McCaffrey, Anne – Acorna’s Quest. Part one

Markel jerked awake, shivering. He wasn’t going to think about his father, Illart, floating forever in absolute cold and darkness, empty eyes gazing unseeingly on the stars that he had loved. He wasn’t going to think about anything except the immediate practical problems of surviving another day on the Haven without getting caught.

Huddled in another cramped position, he worried at the problem with his conscious mind. A person could get warm enough in the heating vents that led to the food center. He would try that in a little while, but he didn’t dare now; he was so tired, he might fall asleep in the vent and be scalded to death when the steam blasted through to clean and sterilize it. He would have to wait, and if he timed it right, he might be able to nip out of the vents and steal some scraps of food from the recycling bins. His body needed protein to supplement the fresh greens he stole from the working ‘ponies tanks in tiny nips and pinches.

And he needed to steal a blanket from somewhere. Due to recent events, there should be enough to spare now … enough blankets and warm clothes for anybody. He wondered if one of Nueva’s lieutenants had moved into his family’s old quarters, or if he dared try and make it back there to get some of his clothes… . No, not his clothes, that might make them suspicious. Illart’s. They knew his father was dead-everybody knew, had seen… .

Markel struggled soundlessly against the dream of space, the cold and the brightness of distant suns and the pressure of his own blood exploding outward; he snapped out of the nightmare once more and felt his heart thumping in his chest. It had all happened so fast, almost as quickly as the dreams that trapped him whenever he tried to sleep.

Only three, no, five shifts ago he had been safe in his own quarters, and the only thing that worried him about the quarrel between Illart and Sengrat was that Ximena would take her father’s side. She’ll never look. at me now, he had thought-as though she had ever noticed him before! But he’d been a child then. Five shifts ago. Or was it six? It seemed terribly important to remember.

Somebody had to remember. Somebody had to tell the truth, counteract the lies they meant to spread about… about the ones who could not speak for themselves anymore. The ones who would never be warm again.

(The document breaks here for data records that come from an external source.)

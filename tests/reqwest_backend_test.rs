use std::sync::atomic::{AtomicUsize, Ordering};
use std::sync::{Arc, Mutex};
use std::time::Duration;

use cloudhub_portal::session::{SessionSnapshot, SessionUser};
use cloudhub_portal::transport::{ApiClient, ApiError, ApiRequest, ReqwestBackend};
use serde_json::json;
use tokio::io::{AsyncReadExt, AsyncWriteExt};
use tokio::net::TcpStream;

/// Requests seen by the stub server, lowercased, one entry per connection.
type Seen = Arc<Mutex<Vec<String>>>;

async fn read_request(stream: &mut TcpStream) -> String {
    let mut buf = Vec::new();
    let mut chunk = [0u8; 4096];
    loop {
        let n = stream.read(&mut chunk).await.expect("read req");
        if n == 0 {
            break;
        }
        buf.extend_from_slice(&chunk[..n]);
        let text = String::from_utf8_lossy(&buf).to_string();
        if let Some(end) = text.find("\r\n\r\n") {
            let content_length = text[..end]
                .lines()
                .find_map(|l| {
                    l.to_ascii_lowercase()
                        .strip_prefix("content-length:")
                        .map(|v| v.trim().parse::<usize>().unwrap_or(0))
                })
                .unwrap_or(0);
            if buf.len() >= end + 4 + content_length {
                break;
            }
        }
    }
    String::from_utf8_lossy(&buf).to_string()
}

async fn start_server() -> (String, Seen) {
    let listener = tokio::net::TcpListener::bind("127.0.0.1:0")
        .await
        .expect("bind listener");
    let addr = listener.local_addr().expect("addr");
    let seen: Seen = Arc::new(Mutex::new(Vec::new()));

    let seen_bg = Arc::clone(&seen);
    tokio::spawn(async move {
        loop {
            let (mut stream, _) = match listener.accept().await {
                Ok(v) => v,
                Err(_) => break,
            };
            let req_text = read_request(&mut stream).await;
            let path = req_text
                .lines()
                .next()
                .and_then(|first| first.split_whitespace().nth(1))
                .unwrap_or_default()
                .to_string();
            seen_bg.lock().unwrap().push(req_text.to_ascii_lowercase());

            let (status, content_type, body) = if path.starts_with("/api/v1/echo") {
                (
                    "200 OK",
                    "application/json",
                    json!({"errorCode": "00000", "status": 200, "data": {"echo": true}})
                        .to_string(),
                )
            } else if path.starts_with("/api/v1/expired") {
                (
                    "401 Unauthorized",
                    "application/json",
                    json!({"errorCode": "A1001"}).to_string(),
                )
            } else if path.starts_with("/api/v1/broken") {
                ("502 Bad Gateway", "text/plain", "Bad Gateway".to_string())
            } else {
                ("404 Not Found", "text/plain", String::new())
            };
            let response = format!(
                "HTTP/1.1 {status}\r\nContent-Type: {content_type}\r\nContent-Length: {}\r\nConnection: close\r\n\r\n{body}",
                body.len()
            );
            let _ = stream.write_all(response.as_bytes()).await;
            let _ = stream.shutdown().await;
        }
    });

    (format!("http://{addr}"), seen)
}

fn client(calls: &Arc<AtomicUsize>) -> ApiClient<ReqwestBackend> {
    let session = SessionSnapshot::signed_in(
        "tok-x",
        SessionUser {
            user_id: 7,
            username: "grace".to_string(),
            role: Some("ADMIN".to_string()),
            email: None,
        },
    );
    let backend = ReqwestBackend::new(Duration::from_secs(5)).expect("backend");
    let calls = Arc::clone(calls);
    ApiClient::new(backend, Arc::new(session)).on_login_expired(move || {
        calls.fetch_add(1, Ordering::SeqCst);
    })
}

#[tokio::test]
async fn test_headers_query_and_body_reach_the_server() {
    let (base, seen) = start_server().await;
    let calls = Arc::new(AtomicUsize::new(0));
    let client = client(&calls);

    let request = ApiRequest::post(format!("{base}/api/v1/echo"))
        .query("page", 1)
        .json(&json!({"name": "Reports"}))
        .unwrap();
    let payload = client.execute(request).await.unwrap();
    assert_eq!(payload["data"]["echo"], true);

    let seen = seen.lock().unwrap();
    let request = &seen[0];
    assert!(
        request.starts_with("post /api/v1/echo?page=1 http/1.1"),
        "{request}"
    );
    assert!(
        request.contains("\r\nauthorization: tok-x\r\n"),
        "{request}"
    );
    assert!(
        request.contains("\r\ncontent-type: application/json\r\n"),
        "{request}"
    );
    assert!(request.ends_with(r#"{"name":"reports"}"#), "{request}");
    assert_eq!(calls.load(Ordering::SeqCst), 0);
}

#[tokio::test]
async fn test_expired_reply_fires_hook_once() {
    let (base, seen) = start_server().await;
    let calls = Arc::new(AtomicUsize::new(0));
    let client = client(&calls);

    let err = client
        .execute(ApiRequest::get(format!("{base}/api/v1/expired")))
        .await
        .unwrap_err();
    assert!(matches!(err, ApiError::SessionExpired(_)), "{err:?}");
    assert_eq!(err.status(), Some(401));
    assert_eq!(err.error_code(), Some("A1001"));
    assert_eq!(calls.load(Ordering::SeqCst), 1);

    // No body, so no content type.
    let seen = seen.lock().unwrap();
    assert!(!seen[0].contains("content-type:"), "{}", seen[0]);
}

#[tokio::test]
async fn test_plain_text_failure_becomes_application_error() {
    let (base, _seen) = start_server().await;
    let calls = Arc::new(AtomicUsize::new(0));
    let client = client(&calls);

    let err = client
        .execute(ApiRequest::get(format!("{base}/api/v1/broken")))
        .await
        .unwrap_err();
    let body = err.body().unwrap();
    assert!(matches!(err, ApiError::Application(_)), "{err:?}");
    assert_eq!(body.status, 502);
    assert_eq!(body.message, "Bad Gateway");
    assert_eq!(body.error_code, "");
    assert_eq!(calls.load(Ordering::SeqCst), 0);
}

The quarters Markel had shared with his father were spacious by Haven standards, as befitted Illart’s rank as one of the three Speakers of the Council. Naturally there were separate sleep bunks for the two of them, with their own carefully engineered storage areas for personal belongings; any citizen among the Starfarers was entitled to that much space, and any working citizen, or parent raising small children, was also allotted a private sitting space and a desk console.

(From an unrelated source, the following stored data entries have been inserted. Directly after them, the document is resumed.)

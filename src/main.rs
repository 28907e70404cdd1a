//! Demo binary: builds the portal from the environment, prints the side
//! menus and walks a few navigations as an anonymous visitor.

use cloudhub_portal::config::PortalConfig;
use cloudhub_portal::lifecycle::{setup_tracing, Portal};
use cloudhub_portal::menu::MenuSectionKey;
use cloudhub_portal::navigation::RouteName;
use cloudhub_portal::PortalError;
use tracing::{info, Instrument};

#[tokio::main]
async fn main() -> Result<(), PortalError> {
    setup_tracing();

    let config = PortalConfig::from_env()?;
    let portal = Portal::from_config(config)?;
    info!(
        api = portal.endpoints.prefix(),
        admin_api = portal.endpoints.admin_prefix(),
        "Starting portal"
    );

    for section in [MenuSectionKey::User, MenuSectionKey::Admin] {
        let options = portal.menu_options(section)?;
        println!(
            "{section} menu:\n{}",
            serde_json::to_string_pretty(&options)?
        );
    }

    let mut navigator = portal.navigator();
    let span = tracing::info_span!("navigation");
    async {
        for path in ["/", "/drive", "/admin/users", "/s/abc123", "/no/such/page"] {
            let outcome = navigator.push(path)?;
            info!(
                requested = path,
                route = %outcome.route.name,
                title = %outcome.title,
                redirects = ?outcome.guard_redirects,
                "Navigation finished"
            );
        }
        let outcome = navigator.push_named(RouteName::DriveShareToken, &[("token", "demo")])?;
        info!(path = %outcome.route.path, "Share page reachable without login");
        Ok::<_, PortalError>(())
    }
    .instrument(span)
    .await?;

    info!("Portal demo completed");
    Ok(())
}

But nobody else Markel knew, even Third Speaker Andrezhuria, had a space so large that all three Speakers could sit down at one time without even feeling crowded. Where else, except in a public hall, could a person enjoy such luxury? Market could never understand his father’s wry comments about how his rank in Council as First Speaker bought him almost enough room to swing a cat. But then, Markel’s only knowledge of cats came from the vids he called up on his personal console, and he never had figured out why anybody would want to swing one.

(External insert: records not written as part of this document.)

//! File, folder and generic storage endpoints.

use super::{EndpointCatalog, StorageCoord};
use std::fmt::Display;

impl EndpointCatalog {
    pub fn file(
        &self,
        owner_type: impl Display,
        owner_id: impl Display,
        file_id: impl Display,
    ) -> String {
        format!(
            "{}/{owner_type}/{owner_id}/disk/file/{file_id}",
            self.prefix
        )
    }

    pub fn recycles(&self, owner_type: impl Display, owner_id: impl Display) -> String {
        format!("{}/{owner_type}/{owner_id}/disk/recycles", self.prefix)
    }

    /// Files of one category (image, video, audio, document...).
    pub fn file_type(
        &self,
        owner_type: impl Display,
        owner_id: impl Display,
        file_type: impl Display,
    ) -> String {
        format!(
            "{}/{owner_type}/{owner_id}/disk/file/category/{file_type}",
            self.prefix
        )
    }

    /// Download token issuance for a file.
    pub fn file_token(
        &self,
        owner_type: impl Display,
        owner_id: impl Display,
        file_id: impl Display,
    ) -> String {
        format!(
            "{}/{owner_type}/{owner_id}/disk/file/{file_id}/token",
            self.prefix
        )
    }

    /// Upload target: the folder the new file lands in.
    pub fn upload_file(
        &self,
        owner_type: impl Display,
        owner_id: impl Display,
        folder_id: impl Display,
    ) -> String {
        format!("{}/{owner_type}/{owner_id}/disk/{folder_id}", self.prefix)
    }

    pub fn storage(
        &self,
        owner_type: impl Display,
        owner_id: impl Display,
        storage_type: impl Display,
        storage_id: impl Display,
        admin: bool,
    ) -> String {
        format!(
            "{}/{owner_type}/{owner_id}/disk/{storage_type}/{storage_id}",
            self.scope(admin)
        )
    }

    /// [`storage`](Self::storage) for a [`StorageCoord`].
    pub fn storage_at(&self, coord: &StorageCoord, admin: bool) -> String {
        self.storage(
            &coord.owner_type,
            &coord.owner_id,
            &coord.storage_type,
            &coord.storage_id,
            admin,
        )
    }

    pub fn storage_info(
        &self,
        owner_type: impl Display,
        owner_id: impl Display,
        storage_type: impl Display,
        storage_id: impl Display,
        admin: bool,
    ) -> String {
        format!(
            "{}/info",
            self.storage(owner_type, owner_id, storage_type, storage_id, admin)
        )
    }

    /// Attributes are served from the tag listing of the storage.
    pub fn storage_attributes(
        &self,
        owner_type: impl Display,
        owner_id: impl Display,
        storage_type: impl Display,
        storage_id: impl Display,
        admin: bool,
    ) -> String {
        self.storage_tags(owner_type, owner_id, storage_type, storage_id, admin)
    }

    pub fn storage_tags(
        &self,
        owner_type: impl Display,
        owner_id: impl Display,
        storage_type: impl Display,
        storage_id: impl Display,
        admin: bool,
    ) -> String {
        format!(
            "{}/tags",
            self.storage(owner_type, owner_id, storage_type, storage_id, admin)
        )
    }

    pub fn storage_versions(
        &self,
        owner_type: impl Display,
        owner_id: impl Display,
        storage_type: impl Display,
        storage_id: impl Display,
        admin: bool,
    ) -> String {
        format!(
            "{}/versions",
            self.storage(owner_type, owner_id, storage_type, storage_id, admin)
        )
    }

    pub fn storage_version(
        &self,
        owner_type: impl Display,
        owner_id: impl Display,
        storage_type: impl Display,
        storage_id: impl Display,
        version: impl Display,
        admin: bool,
    ) -> String {
        format!(
            "{}/{version}",
            self.storage_versions(owner_type, owner_id, storage_type, storage_id, admin)
        )
    }

    pub fn storage_permissions(
        &self,
        owner_type: impl Display,
        owner_id: impl Display,
        storage_type: impl Display,
        storage_id: impl Display,
        admin: bool,
    ) -> String {
        format!(
            "{}/permissions",
            self.storage(owner_type, owner_id, storage_type, storage_id, admin)
        )
    }

    pub fn storage_public_permission(
        &self,
        owner_type: impl Display,
        owner_id: impl Display,
        storage_type: impl Display,
        storage_id: impl Display,
    ) -> String {
        format!(
            "{}/public",
            self.storage_permissions(owner_type, owner_id, storage_type, storage_id, false)
        )
    }

    pub fn storage_user_permission(
        &self,
        owner_type: impl Display,
        owner_id: impl Display,
        storage_type: impl Display,
        storage_id: impl Display,
        user_id: impl Display,
    ) -> String {
        format!(
            "{}/user/{user_id}",
            self.storage_permissions(owner_type, owner_id, storage_type, storage_id, false)
        )
    }

    pub fn folder(
        &self,
        owner_type: impl Display,
        owner_id: impl Display,
        folder_id: impl Display,
    ) -> String {
        format!(
            "{}/{owner_type}/{owner_id}/disk/folder/{folder_id}",
            self.prefix
        )
    }

    /// Sub-folders only, without files.
    pub fn folders_in(
        &self,
        owner_type: impl Display,
        owner_id: impl Display,
        folder_id: impl Display,
    ) -> String {
        format!("{}/folders", self.folder(owner_type, owner_id, folder_id))
    }

    pub fn storage_name(
        &self,
        owner_type: impl Display,
        owner_id: impl Display,
        storage_type: impl Display,
        storage_id: impl Display,
    ) -> String {
        format!(
            "{}/name",
            self.storage(owner_type, owner_id, storage_type, storage_id, false)
        )
    }

    /// Moves a storage under another folder.
    pub fn storage_parent(
        &self,
        owner_type: impl Display,
        owner_id: impl Display,
        storage_type: impl Display,
        storage_id: impl Display,
    ) -> String {
        self.storage_action(owner_type, owner_id, storage_type, storage_id, "parent")
    }

    pub fn storage_action(
        &self,
        owner_type: impl Display,
        owner_id: impl Display,
        storage_type: impl Display,
        storage_id: impl Display,
        action: impl Display,
    ) -> String {
        format!(
            "{}/{action}",
            self.storage_info(owner_type, owner_id, storage_type, storage_id, false)
        )
    }

    pub fn search(&self, owner_type: impl Display, owner_id: impl Display) -> String {
        format!("{}/{owner_type}/{owner_id}/disk/search", self.prefix)
    }

    pub fn files(&self, admin: bool) -> String {
        format!("{}/disk/files", self.scope(admin))
    }

    pub fn user_files(&self, user_id: impl Display, admin: bool) -> String {
        format!("{}/users/{user_id}/files", self.scope(admin))
    }

    pub fn folders(&self, admin: bool) -> String {
        format!("{}/disk/folders", self.scope(admin))
    }

    pub fn storages(&self, admin: bool) -> String {
        format!("{}/disk/storages", self.scope(admin))
    }
}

The Old-timer generation was full of quaint sayings like that, like their insistence on calling a period of two and a half shifts a “day.” Ximena said it was better just to humor the old folks and not to demand explanations for all their quaint old folk sayings.

Anyway, it wasn’t the presence of the other two Speakers that had made the sitting area so crowded that Markel had retreated to his sleep tube with his personal console; it was Sengrat. Really, Markel thought, it was Sengrats overinflated ego that seemed to fill up all the space and use up all the oxygen. The man had a voice like a file going through sheet metal; once you started letting it get to you, it could saw through earplugs and ruin your enjoyment of a good classic music vid. Markel blinked twice to stop the vid. No sense in letting his pleasure in the ancient music be ruined by irritation at Sengrat. He would just wait until the visitors left.